# [DIRECTIONS]
Return each line below holding the string "OrderQuery".

[Stored records]
# # # # #
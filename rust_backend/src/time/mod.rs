//! Timezone resolution and local-time projection.
//!
//! - [`registry`]: validates identifiers against the zone-rule database
//! - [`projector`]: maps a UTC instant onto a zone's local calendar
//! - [`parse`]: parses RFC 3339 instants and `YYYY-MM-DD` dates

pub mod parse;
pub mod projector;
pub mod registry;

#[cfg(test)]
mod registry_tests;

pub use parse::{parse_local_date, parse_utc_instant};
pub use projector::{format_offset, project, weekday_name, LocalDecomposition};
pub use registry::{IanaZoneSource, ResolvedZone, TimezoneRegistry, ZoneRuleSource};
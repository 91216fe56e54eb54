//! Paged listing of projected orders.

use serde::{Deserialize, Serialize};

use crate::core::error::EngineResult;
use crate::services::projection::ProjectedRecord;
use crate::time::TimezoneRegistry;

/// Query parameters for [`list_orders`].
#[derive(Debug, Clone, Default, PartialEq, Eq, Serialize, Deserialize)]
pub struct OrderQuery {
    /// Only orders of tenants in this zone. Must be a valid identifier.
    #[serde(default)]
    pub timezone: Option<String>,
    /// Non-positive or missing values fall back to the default limit.
    #[serde(default)]
    pub limit: Option<i64>,
    #[serde(default)]
    pub offset: Option<i64>,
}

impl OrderQuery {
    pub fn in_timezone(mut self, timezone: impl Into<String>) -> Self {
        self.timezone = Some(timezone.into());
        self
    }

    pub fn page(mut self, limit: i64, offset: i64) -> Self {
        self.limit = Some(limit);
        self.offset = Some(offset);
        self
    }
}

/// Limits applied to every listing.
#[derive(Debug, Clone, Copy, PartialEq, Eq, Serialize, Deserialize)]
pub struct OrderListingOptions {
    #[serde(default = "default_limit")]
    pub default_limit: usize,
    #[serde(default = "default_max_limit")]
    pub max_limit: usize,
}

fn default_limit() -> usize {
    20
}

fn default_max_limit() -> usize {
    1000
}

impl Default for OrderListingOptions {
    fn default() -> Self {
        Self {
            default_limit: default_limit(),
            max_limit: default_max_limit(),
        }
    }
}

impl OrderListingOptions {
    fn effective_limit(&self, requested: Option<i64>) -> usize {
        match requested {
            Some(n) if n > 0 => (n as usize).min(self.max_limit),
            _ => self.default_limit.min(self.max_limit),
        }
    }
}

/// One page of orders plus the size of the unpaged result.
#[derive(Debug, Clone, PartialEq, Serialize)]
pub struct OrderPage {
    pub orders: Vec<ProjectedRecord>,
    pub total: usize,
    pub limit: usize,
    pub offset: usize,
}

/// Filter, order newest first and page `records`.
///
/// Ties on `order_time_utc` are broken by descending order id.
///
/// # Errors
/// [`EngineError::InvalidTimezone`](crate::core::error::EngineError::InvalidTimezone)
/// when the filter names an unknown zone.
pub fn list_orders(
    records: Vec<ProjectedRecord>,
    query: &OrderQuery,
    options: &OrderListingOptions,
    registry: &TimezoneRegistry,
) -> EngineResult<OrderPage> {
    let filter = match query.timezone.as_deref().map(str::trim) {
        Some(tz) if !tz.is_empty() => Some(registry.resolve(tz)?),
        _ => None,
    };

    let mut matching: Vec<ProjectedRecord> = match filter {
        Some(zone) => records
            .into_iter()
            .filter(|r| {
                registry
                    .resolve(&r.timezone)
                    .is_ok_and(|z| z.identifier() == zone.identifier())
            })
            .collect(),
        None => records,
    };

    matching.sort_by(|a, b| {
        b.record
            .order_time_utc
            .cmp(&a.record.order_time_utc)
            .then_with(|| b.record.id.cmp(&a.record.id))
    });

    let total = matching.len();
    let limit = options.effective_limit(query.limit);
    let offset = query.offset.filter(|o| *o > 0).unwrap_or(0) as usize;

    let orders = matching.into_iter().skip(offset).take(limit).collect();
    Ok(OrderPage {
        orders,
        total,
        limit,
        offset,
    })
}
# # # # #
# [WORKED SOLUTION]
pub struct OrderQuery {
impl OrderQuery {
    query: &OrderQuery,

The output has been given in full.